In this workbook, I assume that I have cleaned the data for 2017 and for 2014-15-16. Instead of splitting the data into training and testing set and may suffer from class imbalances, I decide to use data from 2014 through 2016 as the training set and data for 2017 as the testing set.
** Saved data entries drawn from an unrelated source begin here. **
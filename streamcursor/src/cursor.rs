// SPDX-License-Identifier: Apache-2.0

use alloc::vec::Vec;
use core::ops::{Deref, DerefMut};

use log::trace;

use crate::window::{Area, ByteWindow};
use crate::{ScanError, CR, LF};

/// A read head over a [`ByteWindow`].
///
/// The cursor keeps no state of its own: its position is the window's read
/// position. It holds the buffer mutably for its whole lifetime, so the buffer
/// cannot be fed, written or reset behind its back.
#[derive(Debug)]
pub struct StreamCursor<'b, B: ByteWindow + ?Sized> {
    buf: &'b mut B,
}

impl<'b, B: ByteWindow + ?Sized> StreamCursor<'b, B> {
    pub fn new(buf: &'b mut B) -> Self {
        Self { buf }
    }

    /// Creates a cursor and advances it by `initial` bytes.
    pub fn with_position(buf: &'b mut B, initial: usize) -> Result<Self, ScanError> {
        let mut cursor = Self::new(buf);
        cursor.advance(initial)?;
        Ok(cursor)
    }

    /// Consumes exactly `count` bytes.
    ///
    /// Atomic: when fewer than `count` bytes remain nothing is consumed.
    pub fn advance(&mut self, count: usize) -> Result<(), ScanError> {
        let available = self.buf.in_avail();
        if count > available {
            return Err(ScanError::InsufficientData {
                requested: count,
                available,
            });
        }
        let mut area = self.buf.area();
        area.pos = area.pos.saturating_add(count);
        self.buf.set_area(area);
        Ok(())
    }

    /// Offset of the read position from the window start.
    pub fn position(&self) -> usize {
        self.buf.position()
    }

    /// Bytes left ahead of the read position.
    pub fn remaining(&self) -> usize {
        self.buf.in_avail()
    }

    pub fn eof(&self) -> bool {
        self.remaining() == 0
    }

    /// Byte at the read position, `None` at EOF.
    pub fn current(&self) -> Option<u8> {
        self.buf.sgetc()
    }

    /// Byte right after the read position, `None` when there is none.
    #[allow(clippy::should_implement_trait)]
    pub fn next(&self) -> Option<u8> {
        if self.remaining() < 1 {
            return None;
        }
        self.buf.snext()
    }

    /// True when the cursor sits on a CRLF pair. A bare LF is not an EOL.
    pub fn eol(&self) -> bool {
        self.current() == Some(CR) && self.next() == Some(LF)
    }

    /// Unread bytes, from the read position to the window end.
    pub fn offset(&self) -> &[u8] {
        self.buf.unread()
    }

    /// Bytes from `off` (relative to the window start) to the window end.
    /// Empty when `off` lies outside the window.
    pub fn offset_at(&self, off: usize) -> &[u8] {
        let area = self.buf.area();
        let Some(start) = area.begin.checked_add(off) else {
            return &[];
        };
        self.buf.storage().get(start..area.end).unwrap_or(&[])
    }

    /// Distance travelled since the position `mark`.
    pub fn diff(&self, mark: usize) -> usize {
        self.position().saturating_sub(mark)
    }

    /// Distance from this cursor to `other`. Only meaningful when both
    /// cursors walk the same storage.
    pub fn diff_cursor<C: ByteWindow + ?Sized>(&self, other: &StreamCursor<'_, C>) -> usize {
        other.position().saturating_sub(self.position())
    }

    /// Empties the underlying window.
    pub fn reset(&mut self) {
        self.buf.reset();
    }

    /// Snapshot of the underlying window indices.
    pub fn area(&self) -> Area {
        self.buf.area()
    }

    /// The buffer this cursor walks.
    pub fn buffer(&self) -> &B {
        self.buf
    }

    /// Marks the current position; see [`Token`].
    pub fn token(&self) -> Token {
        Token::new(self)
    }

    /// Starts a speculative parse; see [`Revert`].
    pub fn checkpoint(&mut self) -> Revert<'_, 'b, B> {
        Revert::new(self)
    }
}

/// The bytes consumed between a mark and a cursor's current position.
///
/// A token only records where it started. Its end is always the cursor's
/// current position, so it keeps growing while the cursor advances:
///
/// ```rust
/// use streamcursor::{SliceBuffer, StreamCursor};
///
/// let mut buf = SliceBuffer::new(b"Host: example.com");
/// let mut cursor = StreamCursor::new(&mut buf);
/// let token = cursor.token();
/// cursor.advance(4).unwrap();
/// assert_eq!(token.size(&cursor), 4);
/// assert_eq!(token.text(&cursor).unwrap(), b"Host");
/// ```
#[derive(Debug, Clone, Copy, PartialEq, Eq)]
pub struct Token {
    /// Window start at capture, in storage indices
    begin: usize,
    /// Read position at capture, in storage indices
    start: usize,
    generation: u32,
}

impl Token {
    pub fn new<B: ByteWindow + ?Sized>(cursor: &StreamCursor<'_, B>) -> Self {
        let area = cursor.area();
        Self {
            begin: area.begin,
            start: area.pos,
            generation: area.generation,
        }
    }

    /// Position (relative to the window start) where the token begins.
    pub fn start(&self) -> usize {
        self.start.saturating_sub(self.begin)
    }

    /// Position where the token currently ends.
    pub fn end<B: ByteWindow + ?Sized>(&self, cursor: &StreamCursor<'_, B>) -> usize {
        cursor.position()
    }

    pub fn size<B: ByteWindow + ?Sized>(&self, cursor: &StreamCursor<'_, B>) -> usize {
        self.end(cursor).saturating_sub(self.start())
    }

    /// Borrowed bytes from the mark to the cursor.
    ///
    /// Fails with [`ScanError::InvalidSliceBounds`] when the window has been
    /// reset or the cursor has moved behind the mark.
    pub fn text<'c, B: ByteWindow + ?Sized>(
        &self,
        cursor: &'c StreamCursor<'_, B>,
    ) -> Result<&'c [u8], ScanError> {
        let area = cursor.area();
        if area.generation != self.generation
            || area.begin != self.begin
            || area.pos < self.start
        {
            return Err(ScanError::InvalidSliceBounds);
        }
        cursor
            .buf
            .storage()
            .get(self.start..area.pos)
            .ok_or(ScanError::InvalidSliceBounds)
    }

    /// Like [`text`](Token::text), checked as UTF-8.
    pub fn text_str<'c, B: ByteWindow + ?Sized>(
        &self,
        cursor: &'c StreamCursor<'_, B>,
    ) -> Result<&'c str, ScanError> {
        Ok(core::str::from_utf8(self.text(cursor)?)?)
    }

    /// Owned copy of the token bytes, for values that must outlive the
    /// buffer borrow.
    pub fn to_vec<B: ByteWindow + ?Sized>(
        &self,
        cursor: &StreamCursor<'_, B>,
    ) -> Result<Vec<u8>, ScanError> {
        self.text(cursor).map(<[u8]>::to_vec)
    }
}

/// Scope guard for speculative parsing.
///
/// Records the window indices when created and puts them back when dropped,
/// unless [`commit`](Revert::commit) was called. The guard derefs to the
/// cursor, so matchers run straight through it and an early `?` return
/// rolls back every advance made since the guard was created.
///
/// ```rust
/// use streamcursor::{match_literal, match_raw, CaseSensitivity, ScanError, SliceBuffer, StreamCursor};
///
/// fn version<B: streamcursor::ByteWindow>(cursor: &mut StreamCursor<'_, B>) -> Result<(), ScanError> {
///     let mut guard = cursor.checkpoint();
///     match_raw(b"HTTP/1.", &mut guard)?;
///     match_literal(b'1', &mut guard, CaseSensitivity::Sensitive)?;
///     guard.commit();
///     Ok(())
/// }
///
/// let mut buf = SliceBuffer::new(b"HTTP/1.0");
/// let mut cursor = StreamCursor::new(&mut buf);
/// assert!(version(&mut cursor).is_err());
/// assert_eq!(cursor.position(), 0);
/// ```
#[derive(Debug)]
pub struct Revert<'c, 'b, B: ByteWindow + ?Sized> {
    cursor: &'c mut StreamCursor<'b, B>,
    saved: Area,
    active: bool,
}

impl<'c, 'b, B: ByteWindow + ?Sized> Revert<'c, 'b, B> {
    pub fn new(cursor: &'c mut StreamCursor<'b, B>) -> Self {
        let saved = cursor.area();
        Self {
            cursor,
            saved,
            active: true,
        }
    }

    /// Restores the recorded window now. The guard stays armed.
    pub fn revert(&mut self) {
        trace!(
            "reverting window from pos {} to pos {}",
            self.cursor.area().pos,
            self.saved.pos
        );
        self.cursor.buf.set_area(self.saved);
    }

    /// Keeps the progress made and disarms the guard.
    pub fn commit(mut self) {
        self.active = false;
    }

    /// Disarms the guard without consuming it.
    pub fn ignore(&mut self) {
        self.active = false;
    }

    /// Window indices recorded at creation.
    pub fn saved_area(&self) -> Area {
        self.saved
    }
}

impl<'b, B: ByteWindow + ?Sized> Deref for Revert<'_, 'b, B> {
    type Target = StreamCursor<'b, B>;

    fn deref(&self) -> &Self::Target {
        self.cursor
    }
}

impl<B: ByteWindow + ?Sized> DerefMut for Revert<'_, '_, B> {
    fn deref_mut(&mut self) -> &mut Self::Target {
        self.cursor
    }
}

impl<B: ByteWindow + ?Sized> Drop for Revert<'_, '_, B> {
    fn drop(&mut self) {
        if self.active {
            self.revert();
        }
    }
}
// SPDX-License-Identifier: Apache-2.0

//! Zero-copy byte scanning for incremental wire-protocol parsers.
//!
//! Bytes are staged in a [`GrowableBuffer`] or fed into an [`ArrayBuffer`],
//! or borrowed as a [`SliceBuffer`]. A [`StreamCursor`] walks any of them,
//! marks [`Token`]s, and rolls back speculative progress through a
//! [`Revert`] guard. The matchers ([`match_raw`], [`match_literal`],
//! [`match_until`], [`match_double`]) are the building blocks a grammar
//! layer combines.
//!
//! ```rust
//! use streamcursor::{match_literal, match_raw, match_until, CaseSensitivity, GrowableBuffer, StreamCursor};
//!
//! let mut buf = GrowableBuffer::new(8, 1024);
//! buf.write(b"GET /index.html HTTP/1.1\r\n").unwrap();
//!
//! let mut cursor = StreamCursor::new(&mut buf);
//! match_raw(b"GET", &mut cursor).unwrap();
//! match_literal(b' ', &mut cursor, CaseSensitivity::Sensitive).unwrap();
//! let uri = cursor.token();
//! match_until(b' ', &mut cursor, CaseSensitivity::Sensitive).unwrap();
//! assert_eq!(uri.text(&cursor).unwrap(), b"/index.html");
//! ```

#![cfg_attr(not(test), no_std)]

extern crate alloc;

#[cfg(all(feature = "std", not(test)))]
extern crate std;

mod error;
pub use error::ScanError;

mod window;
pub use window::{Area, ByteWindow, SliceBuffer};

mod array_buffer;
pub use array_buffer::ArrayBuffer;

mod growable_buffer;
pub use growable_buffer::{GrowableBuffer, DEFAULT_MAX_SIZE};

mod cursor;
pub use cursor::{Revert, StreamCursor, Token};

mod matcher;
#[cfg(feature = "float")]
pub use matcher::match_double;
pub use matcher::{match_literal, match_raw, match_until, CaseSensitivity, Needle};

#[cfg(feature = "float")]
mod number_parser;

/// Carriage return.
pub const CR: u8 = 0x0D;
/// Line feed.
pub const LF: u8 = 0x0A;
// SPDX-License-Identifier: Apache-2.0

use log::debug;

use crate::window::{Area, ByteWindow};
use crate::ScanError;

/// A window backed by an owned, fixed-size array.
///
/// Data arrives incrementally through [`feed`](ArrayBuffer::feed), which
/// extends the readable region without ever reallocating. One byte of the
/// array is always kept free, so at most `N - 1` bytes can be fed.
#[derive(Debug, Clone)]
pub struct ArrayBuffer<const N: usize> {
    bytes: [u8; N],
    /// Number of valid bytes at the start of `bytes`
    size: usize,
    area: Area,
}

impl<const N: usize> ArrayBuffer<N> {
    /// Creates an empty buffer.
    pub const fn new() -> Self {
        Self {
            bytes: [0u8; N],
            size: 0,
            area: Area::EMPTY,
        }
    }

    /// Creates a buffer holding a copy of `arr`. Fails to compile when the
    /// array does not fit.
    pub fn from_array<const M: usize>(arr: [u8; M]) -> Self {
        const { assert!(M <= N, "Source array exceeds maximum capacity") };
        let mut buffer = Self::new();
        if let Some(dest) = buffer.bytes.get_mut(..M) {
            dest.copy_from_slice(&arr);
        }
        buffer.size = M;
        buffer.area = Area::new(0, 0, M);
        buffer
    }

    /// Creates a buffer holding a copy of `data`.
    pub fn from_slice(data: &[u8]) -> Result<Self, ScanError> {
        let mut buffer = Self::new();
        let dest = buffer
            .bytes
            .get_mut(..data.len())
            .ok_or(ScanError::CapacityExceeded)?;
        dest.copy_from_slice(data);
        buffer.size = data.len();
        buffer.area = Area::new(0, 0, data.len());
        Ok(buffer)
    }

    /// Appends `data` after the current end of the window.
    ///
    /// Fails without copying anything when `size + data.len()` would reach
    /// `N`. The read position is preserved, so unread bytes stay readable.
    pub fn feed(&mut self, data: &[u8]) -> Result<(), ScanError> {
        let new_size = match self.size.checked_add(data.len()) {
            Some(new_size) if new_size < N => new_size,
            _ => {
                debug!(
                    "feed of {} bytes rejected: {} of {} bytes used",
                    data.len(),
                    self.size,
                    N
                );
                return Err(ScanError::CapacityExceeded);
            }
        };
        let dest = self
            .bytes
            .get_mut(self.size..new_size)
            .ok_or(ScanError::CapacityExceeded)?;
        dest.copy_from_slice(data);
        self.size = new_size;
        self.area.end = new_size;
        Ok(())
    }

    /// Number of bytes fed so far.
    pub fn len(&self) -> usize {
        self.size
    }

    pub fn is_empty(&self) -> bool {
        self.size == 0
    }

    /// Static capacity of the backing array.
    pub const fn capacity(&self) -> usize {
        N
    }

    /// Bytes that can still be fed.
    pub fn free_space(&self) -> usize {
        N.saturating_sub(self.size).saturating_sub(1)
    }

    /// Zeroes the storage and forgets everything fed so far, making the
    /// whole array available again. Tokens taken before are invalidated.
    pub fn clear(&mut self) {
        self.bytes = [0u8; N];
        self.size = 0;
        self.area = Area {
            generation: self.area.generation.wrapping_add(1),
            ..Area::EMPTY
        };
    }
}

impl<const N: usize> Default for ArrayBuffer<N> {
    fn default() -> Self {
        Self::new()
    }
}

impl<const N: usize> ByteWindow for ArrayBuffer<N> {
    fn storage(&self) -> &[u8] {
        self.bytes.get(..self.size).unwrap_or(&[])
    }

    fn area(&self) -> Area {
        self.area
    }

    fn set_area(&mut self, area: Area) {
        debug_assert!(area.begin <= area.pos && area.pos <= area.end);
        self.area = area.clamped(self.size);
    }
}

#[cfg(test)]
mod tests {
    use super::*;
    use test_log::test;

    #[test]
    fn test_new_array_buffer() {
        let buffer = ArrayBuffer::<16>::new();
        assert_eq!(buffer.len(), 0);
        assert!(buffer.is_empty());
        assert_eq!(buffer.capacity(), 16);
        assert_eq!(buffer.free_space(), 15);
        assert_eq!(buffer.in_avail(), 0);
        assert_eq!(buffer.sgetc(), None);
    }

    #[test]
    fn test_feed_extends_window() {
        let mut buffer = ArrayBuffer::<16>::new();
        buffer.feed(b"GET ").unwrap();
        assert_eq!(buffer.in_avail(), 4);

        buffer.sbumpc();
        buffer.sbumpc();

        buffer.feed(b"/x").unwrap();
        assert_eq!(buffer.len(), 6);
        assert_eq!(buffer.position(), 2);
        assert_eq!(buffer.unread(), b"T /x");
        assert_eq!(buffer.window(), b"GET /x");
    }

    #[test]
    fn test_feed_up_to_capacity_minus_one() {
        let mut buffer = ArrayBuffer::<8>::new();
        buffer.feed(b"0123").unwrap();
        buffer.feed(b"456").unwrap();
        assert_eq!(buffer.len(), 7);
        assert_eq!(buffer.free_space(), 0);

        // size + len == N is already too much
        assert_eq!(buffer.feed(b"7"), Err(ScanError::CapacityExceeded));
        assert_eq!(buffer.len(), 7);
        assert_eq!(buffer.window(), b"0123456");
    }

    #[test]
    fn test_feed_rejected_leaves_state_unchanged() {
        let mut buffer = ArrayBuffer::<8>::new();
        buffer.feed(b"abc").unwrap();
        buffer.sbumpc();
        let before = buffer.area();

        assert_eq!(buffer.feed(b"defgh"), Err(ScanError::CapacityExceeded));
        assert_eq!(buffer.len(), 3);
        assert_eq!(buffer.area(), before);
        assert_eq!(buffer.unread(), b"bc");
    }

    #[test]
    fn test_from_array_and_slice() {
        let buffer = ArrayBuffer::<8>::from_array(*b"HTTP");
        assert_eq!(buffer.len(), 4);
        assert_eq!(buffer.window(), b"HTTP");

        let mut full = ArrayBuffer::<4>::from_array(*b"HTTP");
        assert_eq!(full.len(), 4);
        // A completely filled array accepts no further feed, not even an empty one
        assert_eq!(full.feed(b""), Err(ScanError::CapacityExceeded));

        let buffer = ArrayBuffer::<8>::from_slice(b"1.1").unwrap();
        assert_eq!(buffer.window(), b"1.1");
        assert_eq!(
            ArrayBuffer::<2>::from_slice(b"1.1").unwrap_err(),
            ScanError::CapacityExceeded
        );
    }

    #[test]
    fn test_clear_zeroes_and_allows_refeed() {
        let mut buffer = ArrayBuffer::<8>::new();
        buffer.feed(b"abcdefg").unwrap();
        buffer.clear();

        assert!(buffer.is_empty());
        assert_eq!(buffer.free_space(), 7);
        assert_eq!(buffer.in_avail(), 0);
        assert_eq!(buffer.area().generation, 1);
        assert!(buffer.bytes.iter().all(|&b| b == 0));

        buffer.feed(b"xyz").unwrap();
        assert_eq!(buffer.window(), b"xyz");
        assert_eq!(buffer.position(), 0);
    }

    #[test]
    fn test_reset_keeps_stored_bytes() {
        let mut buffer = ArrayBuffer::<16>::new();
        buffer.feed(b"GET /old").unwrap();
        buffer.sbumpc();
        let before = buffer.area();
        buffer.reset();

        assert_eq!(buffer.len(), 8);
        assert_eq!(buffer.in_avail(), 0);
        assert_eq!(buffer.storage(), b"GET /old");

        // New input starts a fresh window after the old bytes
        buffer.feed(b"POST").unwrap();
        assert_eq!(buffer.position(), 0);
        assert_eq!(buffer.window(), b"POST");

        // The indices alone are enough to bring the old window back
        buffer.set_area(before);
        assert_eq!(buffer.unread(), b"ET /old");
    }

    #[test]
    fn test_set_area_is_clamped_to_fed_bytes() {
        let mut buffer = ArrayBuffer::<8>::from_array(*b"abc");
        buffer.set_area(Area::new(0, 2, 7));
        assert_eq!(buffer.area(), Area::new(0, 2, 3));
        assert_eq!(buffer.sgetc(), Some(b'c'));
    }
}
If this approach is successful, I can validate it by further backtesting:
- Train data on 2014, test on 2015
- Train data on 2014-15, train on 2016

In [1]:
import os 
import pandas as pd
from matplotlib import pyplot as plt
import numpy as np
import datetime
import seaborn as sns

from sklearn.ensemble import RandomForestClassifier, GradientBoostingClassifier
from sklearn import metrics

from sklearn.externals import joblib
salary_limit = 7e4

os.chdir(r"C:\Users\nkieu\Desktop\Python\Loan data")
accepted2017_clean = pd.read_csv(r".\input\accepted2017_clean.csv", encoding = "ISO-8859-1")
accepted_train_clean = pd.read_csv(r".\input\acceptedtrain_clean.csv", encoding = "ISO-8859-1")
# accepted_train_copy = accepted_train.copy()

In [2]:
print("Training size", accepted_train[accepted_train.loan_status != 'Current'].shape)
print("Testing size", accepted2017[accepted2017.loan_status != 'Current'].shape)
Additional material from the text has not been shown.